The law suppresses the freedoms and human rights of Hong Kongers, as evidenced by increased lawsuits against student protesters, members of opposition political parties, democracy advocates, labor unions and civil groups, according to the report, adding that at least 60 civic groups have been forced to dissolve or suspend their activities over the past year.

When Chinese President Xi Jinping (習近平) visited the territory last month to celebrate the anniversary of the handover, he pointed to Beijing’s control of the territory as a defining feature of the “one country, two systems” model. “, according to the report.

Beijing’s influence over Hong Kong’s electoral system requires elected officials to be “patriots”, a departure from the territory’s basic law, which stipulates a “Hong Kong ruled by Hong Kong people”, the report said.

Hong Kong’s Legislative Council is gradually coming under the control of China’s National People’s Congress, raising concerns that controversial laws could easily be passed, he said.

There has been no development in official exchanges between Taiwan and Hong Kong due to tensions in the Taiwan Strait, he said, adding that trade and people-to-people exchanges remain strong.
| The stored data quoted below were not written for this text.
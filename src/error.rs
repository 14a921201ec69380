//! Error types for notebook
//!
//! Exit codes:
//! - 0: Success
//! - 2: User error (blank input, unknown note, bad args or config)
//! - 4: Operation failed (I/O error, unreadable data file)

use std::path::PathBuf;
use thiserror::Error;

/// Exit codes for the notebook CLI
pub mod exit_codes {
    pub const SUCCESS: i32 = 0;
    pub const USER_ERROR: i32 = 2;
    pub const OPERATION_FAILED: i32 = 4;
}

/// Main error type for notebook operations
#[derive(Error, Debug)]
pub enum Error {
    // User errors (exit code 2)
    #[error("{0}")]
    Validation(String),

    #[error("Note not found: {0}")]
    NoteNotFound(String),

    #[error("Invalid configuration: {0}")]
    InvalidConfig(String),

    // Operation failures (exit code 4)
    #[error("IO error: {0}")]
    Io(#[from] std::io::Error),

    #[error("Malformed data file {}: {source}", path.display())]
    Parse {
        path: PathBuf,
        #[source]
        source: serde_json::Error,
    },

    #[error("JSON error: {0}")]
    Json(#[from] serde_json::Error),

    #[error("TOML parse error: {0}")]
    TomlParse(#[from] toml::de::Error),
}

impl Error {
    /// Get the exit code for this error
    pub fn exit_code(&self) -> i32 {
        match self {
            Error::Validation(_)
            | Error::NoteNotFound(_)
            | Error::InvalidConfig(_) => exit_codes::USER_ERROR,

            Error::Io(_)
            | Error::Parse { .. }
            | Error::Json(_)
            | Error::TomlParse(_) => exit_codes::OPERATION_FAILED,
        }
    }

    /// Structured fields for the JSON error envelope
    pub fn details(&self) -> Option<serde_json::Value> {
        match self {
            Error::NoteNotFound(title) => Some(serde_json::json!({ "title": title })),
            Error::Parse { path, .. } => Some(serde_json::json!({ "path": path })),
            Error::Validation(message) | Error::InvalidConfig(message) => {
                Some(serde_json::json!({ "message": message }))
            }
            _ => None,
        }
    }
}

/// Result type alias for notebook operations
pub type Result<T> = std::result::Result<T, Error>;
In a show of support for Hong Kongers, Taiwan changed its regulations for residents of Hong Kong and Macau studying in Taiwan (香港澳門居民來台就學辦法), which now allows high schools and vocational schools to admit students from both territories, he said. .

The regulations governing residency or permanent residence for people from the Hong Kong region and Macau region (香港澳門居民進入臺灣地區及居留定居許可辦法) have also been revised to allow Hong Kong job seekers Kong and Macao to extend their visas for up to one year, he added.

Taiwan has also strengthened its risk management system as Beijing tightens its control over Hong Kong, he said.

Amendments to the National Security Law (國家安全法) were passed to prevent Taiwanese from assisting foreign countries or hostile foreign forces in obtaining, using or disclosing trade secrets involving “essential” technology through theft , cheating, coercion or reproduction without permission, he said. , adding that the law governing relations between people in the Taiwan region and the mainland region (臺灣地區與大陸地區人民關係條例) has been amended to prevent Chinese-funded companies from using Taiwanese companies as vessels. to invest in Taiwan.

The government will continue to closely monitor the situation in Hong Kong and take action against any national security or human rights threats to safeguard Taiwan’s well-being and sovereignty, he said.